Molly Parker

  • Pete’s Christmas (2013)

    Pete’s Christmas (2013)

    (On Cable TV, July 2020) Hallmark Christmas movies get a bad rep as repetitive repetitions of familiar clichés and empty platitudes, and I’m sure most would agree that we don’t need more movies repeating the premise of Groundhog Day. Maybe that explains why Pete’s Christmas ends up being a small pleasant surprise. As you may guess, the central premise is to have Christmas Day on repeat, seen from the perspective of an overlooked middle child teenager who, at least at first go, has the most terrible holiday anyone could ask for. Some vague supernatural shenanigans later, the loop begins. If you’ve seen Groundhog Day, the overall arc will feel intensely familiar: disbelief, understanding, random mischief, hedonism, then slow accretion of good actions to improve others’ lives, followed by the end of the loop. Then you combine it with the usual Christmas movie clichés—snow, food, song and family values—not to mention flat directing and low-budget production values. It shouldn’t work, but it does: even in its mechanistic repetitive fashion, Pete’s Christmas slowly builds charm and the amount of indulgence that it needs to run over a sometimes-rough script and obvious plot hooks. Zachary Gordon does turn in a fine lead performance, with Bruce Dern and Molly Parker most noticeable in supporting roles. The gradual resolution of the many issues is handled in non-chronological fashion (or at least that’s how I choose to interpret it, the alternative being a much less satisfying script), with the various characters getting a chance to explain themselves and for the protagonist to walk further along in his path to self-enlightenment. Pete’s Christmas does keep the Buddhist spiritual undertones of its inspiration, although I’m not sure if that’s by design or carryover accident. Still, as far as Christmas movies go, it combines two formulas to end up with a nice little spin. Not what we’d call a great movie, but something a bit better than average if you’re expecting just another Hallmark holiday special.
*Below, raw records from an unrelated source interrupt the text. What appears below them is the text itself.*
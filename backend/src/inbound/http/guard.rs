//! Route guard applied to data endpoints.
//!
//! Every dashboard endpoint belongs to a page of the route table and admits
//! the same roles as that page. A visitor without an identity gets `401`; a
//! signed-in visitor whose role the page excludes gets `403`. Both carry the
//! page the browser should navigate to in `details.redirect`.

use serde_json::json;

use crate::domain::{AccessDecision, Error, UserId, authorize, find_page};

use super::ApiResult;
use super::session::SessionContext;
use super::state::HttpState;

/// Admit the session to `page` and return the signed-in user's id.
///
/// # Errors
/// `unauthorized` without an identity, `forbidden` when the resolved role is
/// not admitted, `internal` for a page missing from the route table.
pub(crate) async fn admit(
    state: &HttpState,
    session: SessionContext,
    page: &'static str,
) -> ApiResult<UserId> {
    let rule = find_page(page)
        .ok_or_else(|| Error::internal(format!("page {page} is not in the route table")))?;
    let mut store = state.open_session(session).await;
    match authorize(&mut store, rule.allowed).await {
        AccessDecision::Authorized => store
            .identity()
            .map(|identity| identity.id().clone())
            .ok_or_else(|| Error::unauthorized("sign in to continue")),
        AccessDecision::RedirectLogin { redirect } => {
            Err(Error::unauthorized("sign in to continue").with_details(json!({ "redirect": redirect })))
        }
        AccessDecision::RedirectHome { redirect } => Err(Error::forbidden(format!(
            "{page} is not available to your role"
        ))
        .with_details(json!({ "redirect": redirect }))),
        AccessDecision::Checking => Err(Error::internal("session was not initialised")),
    }
}

#[cfg(test)]
mod tests {
    use actix_web::http::StatusCode;
    use actix_web::{App, HttpResponse, test, web};
    use rstest::rstest;
    use serde_json::Value;

    use super::*;
    use crate::inbound::http::test_utils::{
        seeded_state, session_cookie, sign_in, test_session_middleware,
    };

    async fn guarded(
        state: web::Data<HttpState>,
        session: SessionContext,
        page: web::Query<std::collections::HashMap<String, String>>,
    ) -> ApiResult<HttpResponse> {
        let page: &'static str = match page.get("page").map(String::as_str) {
            Some("/dashboard/mentor/requests") => "/dashboard/mentor/requests",
            Some("/nowhere") => "/nowhere",
            _ => "/dashboard/mentee",
        };
        let id = admit(&state, session, page).await?;
        Ok(HttpResponse::Ok().body(id.to_string()))
    }

    macro_rules! guard_app {
        () => {
            test::init_service(
                App::new()
                    .app_data(web::Data::new(seeded_state()))
                    .wrap(test_session_middleware())
                    .route("/guarded", web::get().to(guarded))
                    .service(web::scope("/api/v1").service(crate::inbound::http::auth::login)),
            )
            .await
        };
    }

    async fn error_body<B: actix_web::body::MessageBody>(
        res: actix_web::dev::ServiceResponse<B>,
    ) -> Value {
        serde_json::from_slice(&test::read_body(res).await).expect("error body")
    }

    #[rstest]
    #[actix_web::test]
    async fn anonymous_visitors_are_sent_to_login() {
        let app = guard_app!();
        let res = test::call_service(&app, test::TestRequest::get().uri("/guarded").to_request()).await;

        assert_eq!(res.status(), StatusCode::UNAUTHORIZED);
        let body = error_body(res).await;
        assert_eq!(body["code"], "unauthorized");
        assert_eq!(body["details"]["redirect"], "/login");
    }

    #[rstest]
    #[actix_web::test]
    async fn the_owning_role_is_admitted() {
        let app = guard_app!();
        let login = sign_in(&app, "john@example.com").await;
        let cookie = session_cookie(&login);

        let res = test::call_service(
            &app,
            test::TestRequest::get().uri("/guarded").cookie(cookie).to_request(),
        )
        .await;
        assert_eq!(res.status(), StatusCode::OK);
        let body = test::read_body(res).await;
        assert_eq!(body, "5b1f0c6e-8a41-4d2b-9e07-1f3a6c5d0001");
    }

    #[rstest]
    #[actix_web::test]
    async fn other_roles_are_sent_home() {
        let app = guard_app!();
        let login = sign_in(&app, "john@example.com").await;
        let cookie = session_cookie(&login);

        let res = test::call_service(
            &app,
            test::TestRequest::get()
                .uri("/guarded?page=/dashboard/mentor/requests")
                .cookie(cookie)
                .to_request(),
        )
        .await;
        assert_eq!(res.status(), StatusCode::FORBIDDEN);
        let body = error_body(res).await;
        assert_eq!(body["code"], "forbidden");
        assert_eq!(body["details"]["redirect"], "/dashboard/mentee");
    }

    #[rstest]
    #[actix_web::test]
    async fn unknown_pages_are_a_wiring_fault() {
        let app = guard_app!();
        let login = sign_in(&app, "john@example.com").await;
        let cookie = session_cookie(&login);

        let res = test::call_service(
            &app,
            test::TestRequest::get().uri("/guarded?page=/nowhere").cookie(cookie).to_request(),
        )
        .await;
        assert_eq!(res.status(), StatusCode::INTERNAL_SERVER_ERROR);
        let body = error_body(res).await;
        assert_eq!(body["code"], "internal_error");
    }
}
  • The 9th Life of Louis Drax (2016)

    The 9th Life of Louis Drax (2016)

    (On Cable TV, May 2020) Any viewer with a fondness for genre-busting will have a great time in watching The 9th Life of Louis Drax, which never completely settles for one genre when several will do the trick. At first a medical mystery (as a doctor cares for a boy in a coma), then a romance (as the doctor begins a relationship with the mother), then a murder mystery (as a body is found), then maybe horror (as a creature makes its way into the hospital), then again maybe just pretentious literary devices (as the boy in a coma narrates everything and the film is adapted from a novel). Considering that it’s directed by Alexandre Aja, whose best-known films are all in the horror genre, The 9th Life of Louis Drax is a glossy, off-kilter, visually stylish blend of very different things. The casting won’t make it any easier, as we see actors known for a variety of genres all have small and big roles, from Jamie Dornan, Oliver Platt (in a serious role), Molly Parker (as a police officer), Barbara Hershey, to Aaron Paul. If the point is to keep viewers guessing, then great—but the continuous hesitation in picking one of several genres may test other viewers’ patience. It’s also an ambiguity that places far more emphasis than usual on the ending to solve the nature of the story itself, more so than a film that delivers on its premise throughout. Is this magical realism? Is it psychological thrills? The 9th Life of Louis Drax ends up more perplexing than anything else—maybe a realistic tale but one told with so much storytelling style that it feels supernatural.